Aroma: Caramelized sugar if it were slightly over-burnt.
Burn & Ash Quality: Straight burn line and a sturdy black and grey ash.
Balance of flavors: It’s a tad spicier than I’d prefer, but worth it considering the overall flavors. I’d put this cigar well above average for balance.
Regarding the recipe, there’s not a whole lot to go on. What we know…it’s a Nicaraguan puro. An old-school puro at that – down to the country of origin level. This normally means I should expect a cigar that’s earthy, sweet, spicy, and strong. Not a bad baseline to describe Trinidad Espiritu.
First, let me talk about construction. Other than the small patch on the cap I noted, the cigar was rolled flawlessly. It was smooth, oily, and perfectly straight – the kind you’d use as a quality example in a factory. Hats off, Mr. Fernandez.
Then, there’s smoking it.
Trinidad Espiritu’s first few puffs were among my favorite: vanilla cookie, butter, pepper (lots of it), and citrus peel. It seems the cigar’s a bit front-loaded, but it smooths out pretty quickly – for me – within the first inch. A quick bit of insight: I was lucky enough to be gifted this blend by Rafael Nodal in the Fundador size two months ago, which is an event exclusive. Where that was strong to a gut-punching degree, the Toro has more balance and depth. The contrast between a 40 and 54 ring is stark.

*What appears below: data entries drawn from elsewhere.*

//! Target date selection.
//!
//! TİAK publishes on weekdays. A run on Tuesday–Friday targets yesterday,
//! a run on Monday catches up on Friday through Sunday, and weekend runs
//! do nothing.

use anyhow::Result;
use chrono::{Datelike, Duration, FixedOffset, NaiveDate, Utc, Weekday};

/// Upper bound on dates processed by a single run
pub const MAX_TARGETS: usize = 7;

/// Today's date in the source's local time
pub fn source_today(utc_offset_hours: i32) -> Result<NaiveDate> {
    let offset = FixedOffset::east_opt(utc_offset_hours * 3600)
        .ok_or_else(|| anyhow::anyhow!("Invalid UTC offset: {}h", utc_offset_hours))?;
    Ok(Utc::now().with_timezone(&offset).date_naive())
}

/// Default targets for a run on `today`, oldest first
pub fn default_targets(today: NaiveDate) -> Vec<NaiveDate> {
    match today.weekday() {
        Weekday::Sat | Weekday::Sun => Vec::new(),
        Weekday::Mon => (1..=3).rev().map(|back| today - Duration::days(back)).collect(),
        _ => vec![today - Duration::days(1)],
    }
}

/// The `days` dates ending yesterday, oldest first
pub fn last_days(today: NaiveDate, days: usize) -> Result<Vec<NaiveDate>> {
    if days == 0 || days > MAX_TARGETS {
        anyhow::bail!("--days must be between 1 and {}", MAX_TARGETS);
    }
    Ok((1..=days as i64)
        .rev()
        .map(|back| today - Duration::days(back))
        .collect())
}

/// Resolve the dates for one run.
///
/// Explicit dates win over `days`, which wins over the weekday rules.
/// Explicit dates are sorted, deduplicated and must lie before `today`.
pub fn plan_targets(
    today: NaiveDate,
    explicit: &[NaiveDate],
    days: Option<usize>,
) -> Result<Vec<NaiveDate>> {
    if !explicit.is_empty() {
        let mut dates = explicit.to_vec();
        dates.sort();
        dates.dedup();

        if dates.len() > MAX_TARGETS {
            anyhow::bail!("At most {} dates per run, got {}", MAX_TARGETS, dates.len());
        }
        if let Some(future) = dates.iter().find(|d| **d >= today) {
            anyhow::bail!("No data is published yet for {}", future);
        }
        return Ok(dates);
    }

    match days {
        Some(days) => last_days(today, days),
        None => Ok(default_targets(today)),
    }
}

#[cfg(test)]
mod tests {
    use super::*;

    fn date(y: i32, m: u32, d: u32) -> NaiveDate {
        NaiveDate::from_ymd_opt(y, m, d).unwrap()
    }

    #[test]
    fn test_weekday_targets_yesterday() {
        // 2025-03-05 is a Wednesday
        assert_eq!(default_targets(date(2025, 3, 5)), vec![date(2025, 3, 4)]);
        // Tuesday targets Monday
        assert_eq!(default_targets(date(2025, 3, 4)), vec![date(2025, 3, 3)]);
    }

    #[test]
    fn test_weekend_has_no_targets() {
        assert!(default_targets(date(2025, 3, 8)).is_empty()); // Saturday
        assert!(default_targets(date(2025, 3, 9)).is_empty()); // Sunday
    }

    #[test]
    fn test_monday_backfills_weekend() {
        // 2025-03-10 is a Monday
        assert_eq!(
            default_targets(date(2025, 3, 10)),
            vec![date(2025, 3, 7), date(2025, 3, 8), date(2025, 3, 9)]
        );
    }

    #[test]
    fn test_monday_across_month_boundary() {
        // 2025-09-01 is a Monday
        assert_eq!(
            default_targets(date(2025, 9, 1)),
            vec![date(2025, 8, 29), date(2025, 8, 30), date(2025, 8, 31)]
        );
    }

    #[test]
    fn test_last_days() {
        let targets = last_days(date(2025, 3, 8), 2).unwrap();
        assert_eq!(targets, vec![date(2025, 3, 6), date(2025, 3, 7)]);
        assert!(last_days(date(2025, 3, 8), 0).is_err());
        assert!(last_days(date(2025, 3, 8), MAX_TARGETS + 1).is_err());
    }

    #[test]
    fn test_explicit_dates_override_weekend() {
        let today = date(2025, 3, 8);
        let targets = plan_targets(today, &[date(2025, 3, 6), date(2025, 3, 3), date(2025, 3, 6)], None)
            .unwrap();
        assert_eq!(targets, vec![date(2025, 3, 3), date(2025, 3, 6)]);
    }

    #[test]
    fn test_explicit_dates_must_be_past() {
        let today = date(2025, 3, 5);
        assert!(plan_targets(today, &[today], None).is_err());
    }

    #[test]
    fn test_plan_defaults() {
        assert!(plan_targets(date(2025, 3, 8), &[], None).unwrap().is_empty());
        assert_eq!(plan_targets(date(2025, 3, 10), &[], None).unwrap().len(), 3);
        assert_eq!(plan_targets(date(2025, 3, 8), &[], Some(1)).unwrap(), vec![date(2025, 3, 7)]);
    }

    #[test]
    fn test_source_today_rejects_bad_offset() {
        assert!(source_today(3).is_ok());
        assert!(source_today(30).is_err());
    }
}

After that initial full-bodied blast, the cigar settled in to medium plus, yet still full strength. Some earthier qualities with cedar and dark wood were starting to surface, but that creamy vanilla cookie note had sadly tapered off. There was still butter (now salted), spices, and pepper and I could still pick up the citrus through the retrohale. From there, it was simply a relaxing, no-fuss cruise to the band.
I think you’ll find this stick gives some extra bang for the buck, as any cigar north of $10 should. Moreover, Trinidad Espiritu is one of the few examples of cigars that I think smoke better in a larger ring gauge. If you’re like me and go for Coronas, Lonsdales, and Lanceros, this is a good reason to color outside the box.